The American College Personnel Association Commission for Graduate Studies and New Professionals recently honored Mather as the Outstanding Mentor to Graduate Students. The honor was one of only six commission awards bestowed at ACPA's annual convention in Atlanta.
"It's a tremendous honor to be recognized by your peers for doing something that you truly love," Mather said. "I am extremely fulfilled by the work that I do as an advisor; I find that my students are incredibly capable, engaged and passionate about their work. So to be honored for it is just above and beyond."

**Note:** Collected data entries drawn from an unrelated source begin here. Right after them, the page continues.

//! Platform layer on top of winit
//!
//! - `input`: Key state from keyboard events, exposed as an `InputSource`
//! - `time`: Fixed-step frame clock
//! - `window`: Window creation and fullscreen toggling

pub mod input;
pub mod time;
pub mod window;

pub use input::{InputState, Key, map_key};
pub use time::FrameClock;
pub use window::{WindowConfig, create_window, toggle_fullscreen};
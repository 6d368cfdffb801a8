//! Best score across sessions
//!
//! A single JSON record, `{ "bestScore": n }`. Reads and writes never fail
//! from the caller's point of view: problems are logged and the game keeps
//! going with a score of 0.

use std::path::{Path, PathBuf};

use serde::{Deserialize, Serialize};

use super::{PersistenceError, data_dir, read_json, write_json_atomic};

const FILE_NAME: &str = "bestscore.json";

#[derive(Debug, Default, Serialize, Deserialize)]
struct BestScoreRecord {
    #[serde(rename = "bestScore", alias = "BestScore", default)]
    best_score: u64,
}

#[derive(Debug, Clone)]
pub struct BestScoreStore {
    path: PathBuf,
}

impl BestScoreStore {
    pub fn new(path: impl Into<PathBuf>) -> Self {
        Self { path: path.into() }
    }

    /// `bestscore.json` in the per-user data directory
    pub fn default_location() -> Self {
        Self::new(data_dir().join(FILE_NAME))
    }

    pub fn path(&self) -> &Path {
        &self.path
    }

    pub fn try_load(&self) -> Result<u64, PersistenceError> {
        read_json::<BestScoreRecord>(&self.path).map(|record| record.best_score)
    }

    /// Stored best score, or 0 when missing or unreadable
    pub fn load(&self) -> u64 {
        match self.try_load() {
            Ok(score) => score,
            Err(e) if e.is_not_found() => 0,
            Err(e) => {
                log::debug!("Ignoring best score file: {e}");
                0
            }
        }
    }

    pub fn try_save(&self, score: u64) -> Result<(), PersistenceError> {
        write_json_atomic(&self.path, &BestScoreRecord { best_score: score })
    }

    /// Store `score`. Negative scores and write failures leave the file as is.
    pub fn save(&self, score: i64) {
        let Ok(score) = u64::try_from(score) else {
            log::debug!("Not saving negative best score {score}");
            return;
        };
        match self.try_save(score) {
            Ok(()) => log::info!("Best score saved: {score}"),
            Err(e) => log::debug!("Failed to save best score: {e}"),
        }
    }
}

#[cfg(test)]
mod tests {
    use super::*;
    use proptest::prelude::*;
    use std::sync::atomic::{AtomicU32, Ordering};

    /// Unique file path per call, under the system temp dir
    fn temp_store() -> BestScoreStore {
        static COUNTER: AtomicU32 = AtomicU32::new(0);
        let n = COUNTER.fetch_add(1, Ordering::Relaxed);
        let dir = std::env::temp_dir().join(format!(
            "neon-drift-best-{}-{n}",
            std::process::id()
        ));
        let _ = std::fs::remove_dir_all(&dir);
        BestScoreStore::new(dir.join(FILE_NAME))
    }

    fn cleanup(store: &BestScoreStore) {
        if let Some(dir) = store.path().parent() {
            let _ = std::fs::remove_dir_all(dir);
        }
    }

    #[test]
    fn test_missing_file_loads_zero() {
        let store = temp_store();
        assert_eq!(store.load(), 0);
    }

    #[test]
    fn test_save_then_load() {
        let store = temp_store();
        store.save(1234);
        assert_eq!(store.load(), 1234);

        let text = std::fs::read_to_string(store.path()).unwrap();
        assert!(text.contains("\"bestScore\""));
        cleanup(&store);
    }

    #[test]
    fn test_negative_save_keeps_previous() {
        let store = temp_store();
        store.save(77);
        store.save(-1);
        assert_eq!(store.load(), 77);
        cleanup(&store);
    }

    #[test]
    fn test_corrupt_file_loads_zero() {
        let store = temp_store();
        std::fs::create_dir_all(store.path().parent().unwrap()).unwrap();
        std::fs::write(store.path(), "{ not json").unwrap();
        assert_eq!(store.load(), 0);

        std::fs::write(store.path(), r#"{"bestScore": -4}"#).unwrap();
        assert_eq!(store.load(), 0);
        cleanup(&store);
    }

    #[test]
    fn test_legacy_field_name() {
        let store = temp_store();
        std::fs::create_dir_all(store.path().parent().unwrap()).unwrap();
        std::fs::write(store.path(), r#"{"BestScore": 42}"#).unwrap();
        assert_eq!(store.load(), 42);
        cleanup(&store);
    }

    #[test]
    fn test_missing_field_is_zero() {
        let store = temp_store();
        std::fs::create_dir_all(store.path().parent().unwrap()).unwrap();
        std::fs::write(store.path(), "{}").unwrap();
        assert_eq!(store.load(), 0);
        cleanup(&store);
    }

    proptest! {
        #![proptest_config(ProptestConfig::with_cases(32))]

        #[test]
        fn prop_save_load(score in 0i64..=i64::MAX) {
            let store = temp_store();
            store.save(score);
            prop_assert_eq!(store.load(), score as u64);
            cleanup(&store);
        }
    }
}
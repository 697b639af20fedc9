use search_core::frame::DEFAULT_MAX_FRAME_LEN;

#[derive(Debug, Clone)]
pub struct ServerConfig {
    pub host: String,
    /// Public request/reply port; 0 picks an ephemeral port.
    pub port: u16,
    /// Number of concurrent request handlers.
    pub workers: usize,
    /// Requests that may wait for a free handler before senders are held back.
    pub queue_depth: usize,
    pub max_frame_len: usize,
    /// Port for shutdown notices; `None` disables the endpoint.
    pub notify_port: Option<u16>,
    /// Clear the index store before accepting connections.
    pub reset_on_start: bool,
}

impl Default for ServerConfig {
    fn default() -> Self {
        Self {
            host: "0.0.0.0".into(),
            port: 12345,
            workers: 4,
            queue_depth: 1024,
            max_frame_len: DEFAULT_MAX_FRAME_LEN,
            notify_port: None,
            reset_on_start: true,
        }
    }
}

impl ServerConfig {
    pub fn bind_addr(&self) -> String { format!("{}:{}", self.host, self.port) }

    pub fn notify_addr(&self) -> Option<String> {
        self.notify_port.map(|port| format!("{}:{}", self.host, port))
    }
}
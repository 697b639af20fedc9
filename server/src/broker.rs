//! Client-facing side of the server.
//!
//! Each connection is served strictly request/reply: one frame is read, handed
//! to whichever handler is idle through the shared queue, and the answer is
//! written back before the next frame is read. Handlers never see sockets; the
//! reply travels back on the envelope's oneshot channel.

use crate::wait_for_shutdown;
use anyhow::{Context, Result};
use search_core::frame::{read_frame, write_frame};
use std::io;
use std::net::SocketAddr;
use tokio::io::BufReader;
use tokio::net::{TcpListener, TcpStream};
use tokio::sync::{mpsc, oneshot, watch};
use tokio::task::JoinSet;
use tracing::{debug, error, info, warn};

pub type ConnectionId = u64;

/// What a handler sends back for one request.
#[derive(Debug, Clone, PartialEq, Eq)]
pub enum Response {
    Frame(String),
    /// End the session without replying.
    Close,
}

pub struct Envelope {
    pub origin: ConnectionId,
    pub frame: String,
    pub reply: oneshot::Sender<Response>,
}

pub struct Broker {
    listener: TcpListener,
    queue: mpsc::Sender<Envelope>,
    max_frame_len: usize,
}

impl Broker {
    pub async fn bind(addr: &str, queue: mpsc::Sender<Envelope>, max_frame_len: usize) -> Result<Self> {
        let listener = TcpListener::bind(addr)
            .await
            .with_context(|| format!("failed to bind request endpoint {addr}"))?;
        Ok(Self { listener, queue, max_frame_len })
    }

    pub fn local_addr(&self) -> io::Result<SocketAddr> { self.listener.local_addr() }

    /// Accepts connections until shutdown is signalled, then waits for every
    /// connection to finish its in-flight request.
    pub async fn run(self, mut shutdown: watch::Receiver<bool>) {
        let Broker { listener, queue, max_frame_len } = self;
        let mut connections = JoinSet::new();
        let mut next_id: ConnectionId = 0;

        loop {
            tokio::select! {
                _ = wait_for_shutdown(&mut shutdown) => break,
                accepted = listener.accept() => match accepted {
                    Ok((stream, peer)) => {
                        next_id += 1;
                        let origin = next_id;
                        debug!(origin, %peer, "connection accepted");
                        let queue = queue.clone();
                        let shutdown = shutdown.clone();
                        connections.spawn(async move {
                            if let Err(e) = serve_connection(stream, origin, queue, shutdown, max_frame_len).await {
                                warn!(origin, %peer, error = %e, "connection terminated");
                            }
                            debug!(origin, "connection closed");
                        });
                    }
                    Err(e) => error!(error = %e, "accept failed"),
                },
                Some(joined) = connections.join_next(), if !connections.is_empty() => {
                    if let Err(e) = joined {
                        error!(error = %e, "connection task failed");
                    }
                }
            }
        }

        drop(listener);
        info!(open = connections.len(), "broker stopped accepting, draining connections");
        while let Some(joined) = connections.join_next().await {
            if let Err(e) = joined {
                error!(error = %e, "connection task failed");
            }
        }
    }
}

async fn serve_connection(
    stream: TcpStream,
    origin: ConnectionId,
    queue: mpsc::Sender<Envelope>,
    mut shutdown: watch::Receiver<bool>,
    max_frame_len: usize,
) -> io::Result<()> {
    let (read_half, mut write_half) = stream.into_split();
    let mut reader = BufReader::new(read_half);

    loop {
        let frame = tokio::select! {
            _ = wait_for_shutdown(&mut shutdown) => return Ok(()),
            frame = read_frame(&mut reader, max_frame_len) => frame?,
        };
        let Some(frame) = frame else { return Ok(()) };

        let (reply, answer) = oneshot::channel();
        if queue.send(Envelope { origin, frame, reply }).await.is_err() {
            // handler pool is gone
            return Ok(());
        }
        match answer.await {
            Ok(Response::Frame(reply)) => write_frame(&mut write_half, &reply).await?,
            Ok(Response::Close) => return Ok(()),
            Err(_) => return Err(io::Error::new(io::ErrorKind::BrokenPipe, "handler dropped request")),
        }
    }
}
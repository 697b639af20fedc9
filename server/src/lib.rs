pub mod broker;
pub mod config;
pub mod notify;
pub mod worker;

use anyhow::{bail, Result};
use broker::Broker;
use notify::ShutdownNotifier;
use search_core::{ClientRegistry, IndexStore};
use std::net::SocketAddr;
use std::sync::Arc;
use tokio::sync::{mpsc, watch, Mutex};
use tokio::task::{JoinHandle, JoinSet};
use tracing::{error, info};
use worker::{run_worker, RequestHandler};

pub use config::ServerConfig;

/// Resolves once shutdown has been signalled or the signalling side is gone.
pub(crate) async fn wait_for_shutdown(shutdown: &mut watch::Receiver<bool>) {
    loop {
        let stopped = *shutdown.borrow_and_update();
        if stopped || shutdown.changed().await.is_err() {
            return;
        }
    }
}

/// A running server: broker, handler pool and optional notifier sharing one store.
pub struct Server {
    addr: SocketAddr,
    notify_addr: Option<SocketAddr>,
    store: Arc<IndexStore>,
    shutdown: watch::Sender<bool>,
    broker: JoinHandle<()>,
    notifier: Option<JoinHandle<()>>,
    workers: JoinSet<()>,
}

impl Server {
    pub async fn start(config: ServerConfig) -> Result<Self> {
        Self::start_with_store(config, Arc::new(IndexStore::new())).await
    }

    pub async fn start_with_store(config: ServerConfig, store: Arc<IndexStore>) -> Result<Self> {
        if config.workers == 0 {
            bail!("at least one worker is required");
        }
        let clients = Arc::new(ClientRegistry::new());
        if config.reset_on_start {
            store.reset();
            clients.reset();
        }

        let (queue_tx, queue_rx) = mpsc::channel(config.queue_depth.max(1));
        let broker = Broker::bind(&config.bind_addr(), queue_tx, config.max_frame_len).await?;
        let addr = broker.local_addr()?;
        let notifier = match config.notify_addr() {
            Some(notify_addr) => Some(ShutdownNotifier::bind(&notify_addr).await?),
            None => None,
        };
        let notify_addr = notifier.as_ref().map(|n| n.local_addr()).transpose()?;

        let (shutdown, shutdown_rx) = watch::channel(false);
        let queue = Arc::new(Mutex::new(queue_rx));
        let handler = RequestHandler::new(Arc::clone(&store), clients);
        let mut workers = JoinSet::new();
        for worker in 0..config.workers {
            workers.spawn(run_worker(worker, handler.clone(), Arc::clone(&queue)));
        }
        let broker = tokio::spawn(broker.run(shutdown_rx.clone()));
        let notifier = notifier.map(|n| tokio::spawn(n.run(shutdown_rx)));

        info!(%addr, workers = config.workers, notify = ?notify_addr, "server started");
        Ok(Self { addr, notify_addr, store, shutdown, broker, notifier, workers })
    }

    pub fn local_addr(&self) -> SocketAddr { self.addr }

    pub fn notify_addr(&self) -> Option<SocketAddr> { self.notify_addr }

    pub fn store(&self) -> Arc<IndexStore> { Arc::clone(&self.store) }

    /// Stops accepting, lets in-flight requests finish, then joins every task.
    pub async fn shutdown(mut self) -> Result<()> {
        info!("shutting down server");
        // no receiver left only if every task already exited
        let _ = self.shutdown.send(true);

        if let Some(notifier) = self.notifier.take() {
            if let Err(e) = notifier.await {
                error!(error = %e, "notifier task failed");
            }
        }
        // the broker owns the last queue sender; once it returns the handlers drain and stop
        if let Err(e) = self.broker.await {
            error!(error = %e, "broker task failed");
        }
        while let Some(joined) = self.workers.join_next().await {
            if let Err(e) = joined {
                error!(error = %e, "handler task failed");
            }
        }
        info!(documents = self.store.document_count(), terms = self.store.term_count(), "server fully shut down");
        Ok(())
    }
}
use thiserror::Error;

#[derive(Debug, Error, PartialEq, Eq)]
pub enum ProtocolError {
    #[error("empty message")]
    Empty,
    #[error("unrecognized request: {0}")]
    UnknownKind(String),
    #[error("{kind}: missing field `{field}`")]
    MissingField { kind: &'static str, field: &'static str },
    #[error("invalid integer `{0}`")]
    BadInteger(String),
    #[error("invalid term entry `{0}`")]
    BadTerm(String),
    #[error("path `{0}` contains a reserved character")]
    BadPath(String),
    #[error("malformed reply: {0}")]
    BadReply(String),
}

#[derive(Debug, Error, PartialEq, Eq)]
pub enum StoreError {
    #[error("frequency of `{term}` in document {doc} would overflow")]
    FrequencyOverflow { term: String, doc: u64 },
}
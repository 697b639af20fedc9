use criterion::{criterion_group, criterion_main, Criterion};
use search_core::tokenizer::count_terms;
use search_core::IndexStore;

fn sample_text() -> String {
    let words = ["distributed", "index", "search", "posting", "frequency", "child-like", "worker_pool", "broker"];
    (0..20_000).map(|i| words[i % words.len()]).collect::<Vec<_>>().join(" ")
}

fn bench_count_terms(c: &mut Criterion) {
    let text = sample_text();
    c.bench_function("count_terms_20k", |b| b.iter(|| count_terms(&text)));
}

fn bench_merge(c: &mut Criterion) {
    let counts = count_terms(&sample_text());
    let store = IndexStore::new();
    let doc = store.register_document("/bench/doc.txt");
    c.bench_function("merge_frequencies", |b| b.iter(|| store.merge_frequencies(doc, &counts)));
}

criterion_group!(benches, bench_count_terms, bench_merge);
criterion_main!(benches);
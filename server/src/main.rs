use anyhow::Result;
use clap::Parser;
use search_core::frame::DEFAULT_MAX_FRAME_LEN;
use server::{Server, ServerConfig};
use tokio::io::{AsyncBufReadExt, BufReader};
use tracing::error;
use tracing_subscriber::{fmt, EnvFilter};

#[derive(Parser)]
#[command(name = "search-server")]
#[command(about = "Shared inverted-index server", long_about = None)]
struct Args {
    /// Port for client requests
    port: u16,
    /// Number of request handler workers
    worker_threads: usize,
    /// Host to bind
    #[arg(long, default_value = "0.0.0.0")]
    host: String,
    /// Port publishing SERVER_SHUTDOWN to subscribers
    #[arg(long)]
    notify_port: Option<u16>,
    /// Requests allowed to wait for a free worker
    #[arg(long, default_value_t = 1024)]
    queue_depth: usize,
    /// Largest accepted message in bytes
    #[arg(long, default_value_t = DEFAULT_MAX_FRAME_LEN)]
    max_frame_len: usize,
}

#[tokio::main]
async fn main() -> Result<()> {
    fmt().with_env_filter(EnvFilter::from_default_env()).init();
    let args = Args::parse();
    let config = ServerConfig {
        host: args.host,
        port: args.port,
        workers: args.worker_threads,
        queue_depth: args.queue_depth,
        max_frame_len: args.max_frame_len,
        notify_port: args.notify_port,
        reset_on_start: true,
    };
    let server = Server::start(config).await?;
    println!("Server started on {} with {} worker threads.", server.local_addr(), args.worker_threads);

    let mut lines = BufReader::new(tokio::io::stdin()).lines();
    loop {
        tokio::select! {
            _ = tokio::signal::ctrl_c() => break,
            line = lines.next_line() => match line {
                Ok(Some(cmd)) if cmd.trim() == "quit" => break,
                Ok(Some(cmd)) if cmd.trim().is_empty() => {}
                Ok(Some(_)) => println!("Unrecognized command!"),
                // stdin closed; keep serving until interrupted
                Ok(None) => {
                    if let Err(e) = tokio::signal::ctrl_c().await {
                        error!(error = %e, "failed to wait for interrupt");
                    }
                    break;
                }
                Err(e) => {
                    error!(error = %e, "failed to read console");
                    break;
                }
            },
        }
    }

    server.shutdown().await?;
    println!("Server fully shut down.");
    Ok(())
}
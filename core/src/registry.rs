use crate::ClientId;
use std::sync::atomic::{AtomicU64, Ordering};

/// Hands out client ids. Ids start at 1 and are never reused until `reset`.
#[derive(Default)]
pub struct ClientRegistry {
    last: AtomicU64,
}

impl ClientRegistry {
    pub fn new() -> Self { Self::default() }

    pub fn register(&self) -> ClientId {
        self.last.fetch_add(1, Ordering::SeqCst) + 1
    }

    pub fn is_issued(&self, id: ClientId) -> bool {
        id != 0 && id <= self.last.load(Ordering::SeqCst)
    }

    pub fn reset(&self) { self.last.store(0, Ordering::SeqCst); }
}
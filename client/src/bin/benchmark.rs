use anyhow::Result;
use clap::Parser;
use client::{parse_query, ClientEngine, IndexOutcome};
use std::path::PathBuf;
use std::time::Instant;
use tracing_subscriber::{fmt, EnvFilter};

#[derive(Parser)]
#[command(name = "search-benchmark")]
#[command(about = "Index several datasets concurrently, one client per dataset, then run sample queries")]
struct Args {
    server_ip: String,
    server_port: u16,
    /// Dataset folders; each gets its own client connection
    #[arg(required = true)]
    datasets: Vec<PathBuf>,
    /// Queries to run after indexing, `term AND term` syntax
    #[arg(long = "query", default_values = ["the", "child-like", "child-like AND cats", "child-like AND cats AND dogs"])]
    queries: Vec<String>,
}

#[tokio::main]
async fn main() -> Result<()> {
    fmt().with_env_filter(EnvFilter::from_default_env()).init();
    let args = Args::parse();

    let mut engines = Vec::with_capacity(args.datasets.len());
    for _ in &args.datasets {
        let mut engine = ClientEngine::new();
        engine.connect(&args.server_ip, args.server_port).await?;
        engines.push(engine);
    }

    let start = Instant::now();
    let tasks: Vec<_> = engines
        .into_iter()
        .zip(args.datasets.iter().cloned())
        .map(|(mut engine, dataset)| {
            tokio::spawn(async move {
                let outcome = engine.index_folder(&dataset).await;
                (engine, dataset, outcome)
            })
        })
        .collect();

    let mut engines = Vec::new();
    let mut total = IndexOutcome::default();
    for task in tasks {
        let (engine, dataset, outcome) = task.await?;
        let outcome = outcome?;
        println!(
            "Indexed {} in {:.3} s, bytes read: {}",
            dataset.display(),
            outcome.elapsed.as_secs_f64(),
            outcome.bytes_read
        );
        total.files += outcome.files;
        total.bytes_read += outcome.bytes_read;
        engines.push(engine);
    }
    println!("\nTotal time {:.3} seconds.", start.elapsed().as_secs_f64());
    println!("Total files: {}, bytes read: {}", total.files, total.bytes_read);

    if let Some(first) = engines.first_mut() {
        for query in &args.queries {
            let outcome = first.search(&parse_query(query)?).await?;
            println!("\nSearch query: \"{query}\"");
            println!("Search completed in {:.3} s", outcome.elapsed.as_secs_f64());
            if outcome.hits.is_empty() {
                println!("No valid matches found.");
            }
            for hit in &outcome.hits {
                let owner = hit.owner.map_or_else(|| "unknown".to_string(), |id| id.to_string());
                println!("Client {owner} - {} - Frequency: {}", hit.path, hit.freq);
            }
        }
    }

    for engine in &mut engines {
        engine.disconnect().await?;
    }
    Ok(())
}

Mather was appointed to the College of Education's faculty in Counseling and Higher Education in September 2005. In addition to his teaching, research and role as a mentor, Mather annually leads a service learning trip to Honduras through the university's Study Abroad program, and serves as advisor to Ohio University's Student Personnel Association, a professional development organization for graduate students.
A former colleague and some of Mather's students nominated him for the honor.
"Through something such as the service learning trip, Dr. Mather has shown us that this program, this profession, is more than just 'student affairs,'" second-year graduate student Dean Pidcock said. "He's given us first-hand knowledge of the impact that making connections with students can have, both through our own experience and witnessing his approach."
Prior to his arrival in Athens, Mather worked in student affairs and student development offices at Duke, Emory and the University of Georgia, among others. It was as director of educational programs at The Carter Center, headquarters of Jimmy Carter's post-presidential humanitarian efforts, that Mather discovered a unique clarity about his work.
"I was humbled and honored to work at The Carter Center, and to work with President Carter – a personal hero of mine – on so many projects," Mather said. "But it was there I found out that the essential part of my work that made me happy and fulfilled was working with, advising and mentoring students."
Amanda Remnant, a first-year graduate student who also completed her undergraduate degree at Ohio University, says that Mather demonstrates a keen understanding of the different needs of graduate students and undergraduates.
"He is willing to go above and beyond to help his students," Remnant said. "He's very aware of how powerful it can be to lead by example."